** Dataset records follows **
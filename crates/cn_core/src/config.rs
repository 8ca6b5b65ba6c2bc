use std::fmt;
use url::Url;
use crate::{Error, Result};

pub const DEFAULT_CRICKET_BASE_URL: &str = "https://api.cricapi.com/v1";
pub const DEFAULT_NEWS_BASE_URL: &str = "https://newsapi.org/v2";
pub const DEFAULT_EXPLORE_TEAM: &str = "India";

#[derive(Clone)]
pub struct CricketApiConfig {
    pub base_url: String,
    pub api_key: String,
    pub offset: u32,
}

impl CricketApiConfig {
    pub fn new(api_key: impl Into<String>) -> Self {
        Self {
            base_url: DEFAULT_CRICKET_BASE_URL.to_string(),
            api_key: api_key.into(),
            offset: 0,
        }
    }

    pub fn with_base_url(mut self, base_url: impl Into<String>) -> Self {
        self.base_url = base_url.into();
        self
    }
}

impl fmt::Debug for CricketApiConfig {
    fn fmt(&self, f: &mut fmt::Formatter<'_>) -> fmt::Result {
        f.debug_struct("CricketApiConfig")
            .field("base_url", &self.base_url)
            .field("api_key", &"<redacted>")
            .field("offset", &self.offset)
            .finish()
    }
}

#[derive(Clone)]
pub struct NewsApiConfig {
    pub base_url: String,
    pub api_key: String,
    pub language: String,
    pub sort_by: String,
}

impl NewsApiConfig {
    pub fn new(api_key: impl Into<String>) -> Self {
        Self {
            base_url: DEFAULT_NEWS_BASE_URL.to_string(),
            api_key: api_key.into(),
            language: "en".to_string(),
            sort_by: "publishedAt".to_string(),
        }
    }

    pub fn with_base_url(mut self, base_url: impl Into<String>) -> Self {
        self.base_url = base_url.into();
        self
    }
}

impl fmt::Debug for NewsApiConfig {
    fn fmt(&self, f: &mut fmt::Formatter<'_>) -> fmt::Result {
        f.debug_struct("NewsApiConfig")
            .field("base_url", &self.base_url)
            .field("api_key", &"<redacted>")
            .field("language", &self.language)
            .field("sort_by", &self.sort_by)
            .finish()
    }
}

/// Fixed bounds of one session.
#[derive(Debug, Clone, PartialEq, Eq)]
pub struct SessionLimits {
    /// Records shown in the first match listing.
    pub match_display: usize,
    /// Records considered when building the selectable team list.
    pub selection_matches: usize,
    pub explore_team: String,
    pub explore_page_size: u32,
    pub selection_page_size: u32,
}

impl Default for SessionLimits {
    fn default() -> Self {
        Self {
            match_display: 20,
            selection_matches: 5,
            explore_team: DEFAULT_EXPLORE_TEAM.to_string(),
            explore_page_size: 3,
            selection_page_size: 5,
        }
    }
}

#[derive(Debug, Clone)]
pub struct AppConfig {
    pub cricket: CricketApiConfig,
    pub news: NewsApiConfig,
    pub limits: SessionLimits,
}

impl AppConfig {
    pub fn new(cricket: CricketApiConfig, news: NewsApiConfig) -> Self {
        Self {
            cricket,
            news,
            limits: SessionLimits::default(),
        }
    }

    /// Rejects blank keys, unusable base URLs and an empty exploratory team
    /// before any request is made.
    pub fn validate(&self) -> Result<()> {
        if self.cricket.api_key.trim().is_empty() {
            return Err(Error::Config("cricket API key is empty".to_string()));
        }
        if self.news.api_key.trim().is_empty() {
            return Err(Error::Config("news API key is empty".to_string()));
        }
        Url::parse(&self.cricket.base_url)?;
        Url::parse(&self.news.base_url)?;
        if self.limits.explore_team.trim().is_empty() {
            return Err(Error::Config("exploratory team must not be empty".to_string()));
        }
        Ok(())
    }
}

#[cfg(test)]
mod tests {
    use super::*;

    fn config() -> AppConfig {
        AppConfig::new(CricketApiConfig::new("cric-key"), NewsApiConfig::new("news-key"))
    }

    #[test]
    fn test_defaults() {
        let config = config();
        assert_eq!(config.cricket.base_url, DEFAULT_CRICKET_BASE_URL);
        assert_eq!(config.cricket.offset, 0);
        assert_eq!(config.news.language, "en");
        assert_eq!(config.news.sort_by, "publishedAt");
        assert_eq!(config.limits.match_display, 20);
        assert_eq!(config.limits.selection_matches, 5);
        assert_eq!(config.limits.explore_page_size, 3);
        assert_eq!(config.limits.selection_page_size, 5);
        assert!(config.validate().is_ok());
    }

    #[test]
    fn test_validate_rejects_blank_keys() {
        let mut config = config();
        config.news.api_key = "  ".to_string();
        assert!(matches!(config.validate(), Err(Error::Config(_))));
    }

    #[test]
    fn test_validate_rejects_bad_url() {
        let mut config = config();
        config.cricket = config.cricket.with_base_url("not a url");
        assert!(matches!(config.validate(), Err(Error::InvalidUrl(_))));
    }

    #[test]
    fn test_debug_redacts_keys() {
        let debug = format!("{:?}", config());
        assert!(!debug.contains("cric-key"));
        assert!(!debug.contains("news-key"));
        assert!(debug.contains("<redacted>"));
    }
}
** End of Dataset records **
** Dataset records follows **
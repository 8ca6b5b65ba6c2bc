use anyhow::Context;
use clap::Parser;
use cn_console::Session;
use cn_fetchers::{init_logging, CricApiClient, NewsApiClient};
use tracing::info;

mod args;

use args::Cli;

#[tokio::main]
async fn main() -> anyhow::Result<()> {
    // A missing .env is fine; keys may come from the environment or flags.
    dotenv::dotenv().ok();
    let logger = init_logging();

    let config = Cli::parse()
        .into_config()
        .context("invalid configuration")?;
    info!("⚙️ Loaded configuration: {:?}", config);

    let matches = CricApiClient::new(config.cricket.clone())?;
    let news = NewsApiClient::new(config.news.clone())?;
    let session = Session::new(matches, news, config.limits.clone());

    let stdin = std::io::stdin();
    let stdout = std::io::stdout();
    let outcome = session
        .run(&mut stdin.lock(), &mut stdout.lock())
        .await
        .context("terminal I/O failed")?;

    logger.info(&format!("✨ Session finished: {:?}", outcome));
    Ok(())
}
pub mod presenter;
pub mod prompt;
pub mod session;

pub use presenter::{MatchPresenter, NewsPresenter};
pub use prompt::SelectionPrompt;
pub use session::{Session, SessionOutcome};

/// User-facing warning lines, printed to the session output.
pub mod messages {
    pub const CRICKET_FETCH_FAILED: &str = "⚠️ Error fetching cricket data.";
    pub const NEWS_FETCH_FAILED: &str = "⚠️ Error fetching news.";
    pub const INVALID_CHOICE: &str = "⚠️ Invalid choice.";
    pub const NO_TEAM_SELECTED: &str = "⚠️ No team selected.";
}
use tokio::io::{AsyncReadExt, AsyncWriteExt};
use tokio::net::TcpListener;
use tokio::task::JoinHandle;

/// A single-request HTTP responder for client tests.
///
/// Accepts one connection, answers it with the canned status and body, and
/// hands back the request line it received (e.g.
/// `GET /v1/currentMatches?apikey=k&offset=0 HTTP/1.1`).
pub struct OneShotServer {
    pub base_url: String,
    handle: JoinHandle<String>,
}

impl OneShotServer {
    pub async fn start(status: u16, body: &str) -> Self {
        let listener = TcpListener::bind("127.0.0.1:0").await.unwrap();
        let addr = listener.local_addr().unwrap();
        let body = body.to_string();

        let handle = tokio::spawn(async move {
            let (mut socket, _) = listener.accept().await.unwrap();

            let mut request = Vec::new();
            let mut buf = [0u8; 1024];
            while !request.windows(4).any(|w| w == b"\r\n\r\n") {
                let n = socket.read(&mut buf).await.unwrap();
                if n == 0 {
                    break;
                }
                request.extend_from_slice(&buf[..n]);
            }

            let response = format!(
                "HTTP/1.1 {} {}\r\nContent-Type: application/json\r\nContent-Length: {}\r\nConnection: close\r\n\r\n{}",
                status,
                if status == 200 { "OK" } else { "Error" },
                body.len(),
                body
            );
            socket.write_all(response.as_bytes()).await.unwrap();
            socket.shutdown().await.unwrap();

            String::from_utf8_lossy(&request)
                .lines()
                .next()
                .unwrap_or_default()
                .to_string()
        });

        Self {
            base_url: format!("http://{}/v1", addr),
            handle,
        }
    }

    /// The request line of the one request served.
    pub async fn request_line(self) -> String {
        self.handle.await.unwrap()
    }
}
** End of Dataset records **
** Dataset records follows **
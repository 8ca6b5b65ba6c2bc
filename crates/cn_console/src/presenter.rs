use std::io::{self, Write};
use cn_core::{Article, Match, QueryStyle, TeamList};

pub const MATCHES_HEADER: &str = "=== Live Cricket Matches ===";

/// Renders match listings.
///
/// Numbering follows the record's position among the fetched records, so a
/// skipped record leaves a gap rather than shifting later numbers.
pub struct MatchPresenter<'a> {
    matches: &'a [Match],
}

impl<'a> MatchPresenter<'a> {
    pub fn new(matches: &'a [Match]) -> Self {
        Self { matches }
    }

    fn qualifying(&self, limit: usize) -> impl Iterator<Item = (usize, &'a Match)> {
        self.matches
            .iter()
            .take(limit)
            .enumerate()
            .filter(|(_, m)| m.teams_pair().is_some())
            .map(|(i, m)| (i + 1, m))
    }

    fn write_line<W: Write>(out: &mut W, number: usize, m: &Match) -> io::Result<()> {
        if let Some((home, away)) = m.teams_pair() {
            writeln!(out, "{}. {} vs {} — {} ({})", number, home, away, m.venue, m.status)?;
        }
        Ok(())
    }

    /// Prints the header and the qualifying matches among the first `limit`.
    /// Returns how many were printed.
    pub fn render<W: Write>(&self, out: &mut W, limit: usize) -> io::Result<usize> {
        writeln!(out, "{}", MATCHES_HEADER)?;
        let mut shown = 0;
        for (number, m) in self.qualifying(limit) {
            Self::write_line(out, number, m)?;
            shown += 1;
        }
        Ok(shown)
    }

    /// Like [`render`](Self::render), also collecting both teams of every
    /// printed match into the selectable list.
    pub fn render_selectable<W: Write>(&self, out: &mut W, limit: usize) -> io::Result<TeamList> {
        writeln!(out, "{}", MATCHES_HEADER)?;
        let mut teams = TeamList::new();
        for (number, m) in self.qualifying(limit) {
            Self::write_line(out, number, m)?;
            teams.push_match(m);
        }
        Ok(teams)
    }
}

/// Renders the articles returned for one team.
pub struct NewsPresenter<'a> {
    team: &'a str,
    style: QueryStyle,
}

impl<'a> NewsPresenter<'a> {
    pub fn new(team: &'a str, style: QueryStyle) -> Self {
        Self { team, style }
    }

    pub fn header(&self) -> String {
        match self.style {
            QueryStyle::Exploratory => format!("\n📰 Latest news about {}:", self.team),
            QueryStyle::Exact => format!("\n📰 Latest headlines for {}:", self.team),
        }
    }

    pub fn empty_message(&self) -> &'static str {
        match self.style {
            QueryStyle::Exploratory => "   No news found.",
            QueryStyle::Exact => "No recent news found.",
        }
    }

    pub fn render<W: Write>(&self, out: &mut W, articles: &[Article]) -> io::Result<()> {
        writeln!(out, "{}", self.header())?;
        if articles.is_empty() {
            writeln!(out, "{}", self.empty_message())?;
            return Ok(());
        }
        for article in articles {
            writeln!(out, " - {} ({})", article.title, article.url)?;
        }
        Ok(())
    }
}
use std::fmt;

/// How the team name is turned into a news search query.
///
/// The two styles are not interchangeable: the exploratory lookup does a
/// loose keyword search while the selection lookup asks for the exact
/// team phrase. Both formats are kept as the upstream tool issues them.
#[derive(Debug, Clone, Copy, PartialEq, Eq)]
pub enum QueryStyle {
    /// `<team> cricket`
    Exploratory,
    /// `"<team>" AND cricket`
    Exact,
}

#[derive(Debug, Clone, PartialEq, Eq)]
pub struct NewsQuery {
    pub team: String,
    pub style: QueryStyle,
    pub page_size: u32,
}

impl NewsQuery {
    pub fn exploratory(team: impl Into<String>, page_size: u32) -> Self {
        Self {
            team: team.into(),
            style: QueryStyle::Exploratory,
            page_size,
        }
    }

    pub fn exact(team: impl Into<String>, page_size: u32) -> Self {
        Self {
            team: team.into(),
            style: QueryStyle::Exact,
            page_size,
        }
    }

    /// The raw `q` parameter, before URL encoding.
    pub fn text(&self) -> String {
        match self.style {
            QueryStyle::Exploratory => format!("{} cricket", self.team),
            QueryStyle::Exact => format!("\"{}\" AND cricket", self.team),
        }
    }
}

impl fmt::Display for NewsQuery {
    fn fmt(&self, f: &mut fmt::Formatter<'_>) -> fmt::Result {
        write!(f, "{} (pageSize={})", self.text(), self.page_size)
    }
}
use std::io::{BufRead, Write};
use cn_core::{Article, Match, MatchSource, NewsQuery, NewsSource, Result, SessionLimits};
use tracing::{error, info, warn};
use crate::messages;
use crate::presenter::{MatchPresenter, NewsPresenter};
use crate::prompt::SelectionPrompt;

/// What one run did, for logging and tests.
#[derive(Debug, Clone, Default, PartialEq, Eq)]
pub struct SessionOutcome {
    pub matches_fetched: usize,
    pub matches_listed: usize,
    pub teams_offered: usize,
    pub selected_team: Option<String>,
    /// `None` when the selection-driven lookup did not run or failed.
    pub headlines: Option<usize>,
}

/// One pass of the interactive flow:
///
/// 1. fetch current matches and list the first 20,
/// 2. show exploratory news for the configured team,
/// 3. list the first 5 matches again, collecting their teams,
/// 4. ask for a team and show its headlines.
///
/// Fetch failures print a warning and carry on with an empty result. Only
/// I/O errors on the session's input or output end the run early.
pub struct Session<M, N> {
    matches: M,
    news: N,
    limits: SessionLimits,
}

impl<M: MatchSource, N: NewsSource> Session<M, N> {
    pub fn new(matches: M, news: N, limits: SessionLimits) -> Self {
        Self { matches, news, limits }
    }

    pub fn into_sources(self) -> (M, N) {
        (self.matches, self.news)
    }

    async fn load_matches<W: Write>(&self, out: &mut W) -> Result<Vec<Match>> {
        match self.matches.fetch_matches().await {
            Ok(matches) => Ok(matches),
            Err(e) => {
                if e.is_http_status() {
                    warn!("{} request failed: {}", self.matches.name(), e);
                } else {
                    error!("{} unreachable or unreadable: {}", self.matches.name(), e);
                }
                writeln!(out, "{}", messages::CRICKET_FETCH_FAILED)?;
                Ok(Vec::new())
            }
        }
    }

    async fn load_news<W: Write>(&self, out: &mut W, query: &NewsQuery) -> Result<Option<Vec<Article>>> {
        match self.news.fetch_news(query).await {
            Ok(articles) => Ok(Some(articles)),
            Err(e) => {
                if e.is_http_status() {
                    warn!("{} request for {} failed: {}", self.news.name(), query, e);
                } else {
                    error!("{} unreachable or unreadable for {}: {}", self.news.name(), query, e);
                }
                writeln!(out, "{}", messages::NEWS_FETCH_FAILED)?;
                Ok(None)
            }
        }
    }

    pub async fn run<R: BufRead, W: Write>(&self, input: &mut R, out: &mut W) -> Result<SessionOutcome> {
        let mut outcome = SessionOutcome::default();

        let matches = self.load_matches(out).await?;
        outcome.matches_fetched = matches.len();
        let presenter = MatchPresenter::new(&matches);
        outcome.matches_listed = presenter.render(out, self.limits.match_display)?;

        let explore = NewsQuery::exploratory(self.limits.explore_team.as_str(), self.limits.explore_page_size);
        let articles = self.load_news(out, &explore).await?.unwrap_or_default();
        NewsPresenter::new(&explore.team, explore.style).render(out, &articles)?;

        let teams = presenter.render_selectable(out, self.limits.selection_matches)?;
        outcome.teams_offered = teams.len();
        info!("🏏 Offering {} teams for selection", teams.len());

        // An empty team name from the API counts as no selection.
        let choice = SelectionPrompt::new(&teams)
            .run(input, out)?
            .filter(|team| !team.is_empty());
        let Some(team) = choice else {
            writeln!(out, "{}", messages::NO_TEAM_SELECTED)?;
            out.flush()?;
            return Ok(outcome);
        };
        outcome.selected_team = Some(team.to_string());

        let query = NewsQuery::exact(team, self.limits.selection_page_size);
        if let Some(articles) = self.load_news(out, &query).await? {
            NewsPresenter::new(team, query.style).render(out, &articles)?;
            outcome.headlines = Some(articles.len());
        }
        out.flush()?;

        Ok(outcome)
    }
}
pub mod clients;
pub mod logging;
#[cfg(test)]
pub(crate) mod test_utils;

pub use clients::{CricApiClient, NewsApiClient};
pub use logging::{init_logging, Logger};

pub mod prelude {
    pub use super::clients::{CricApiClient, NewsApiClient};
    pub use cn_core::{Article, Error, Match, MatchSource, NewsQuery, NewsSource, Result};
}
** End of Dataset records **
• Task directions: Among the lines of the data above, find those with the word "offset" and show them.

• Exercise answer:
    pub offset: u32,
            offset: 0,
            .field("offset", &self.offset)
        assert_eq!(config.cricket.offset, 0);
/// `GET /v1/currentMatches?apikey=k&offset=0 HTTP/1.1`).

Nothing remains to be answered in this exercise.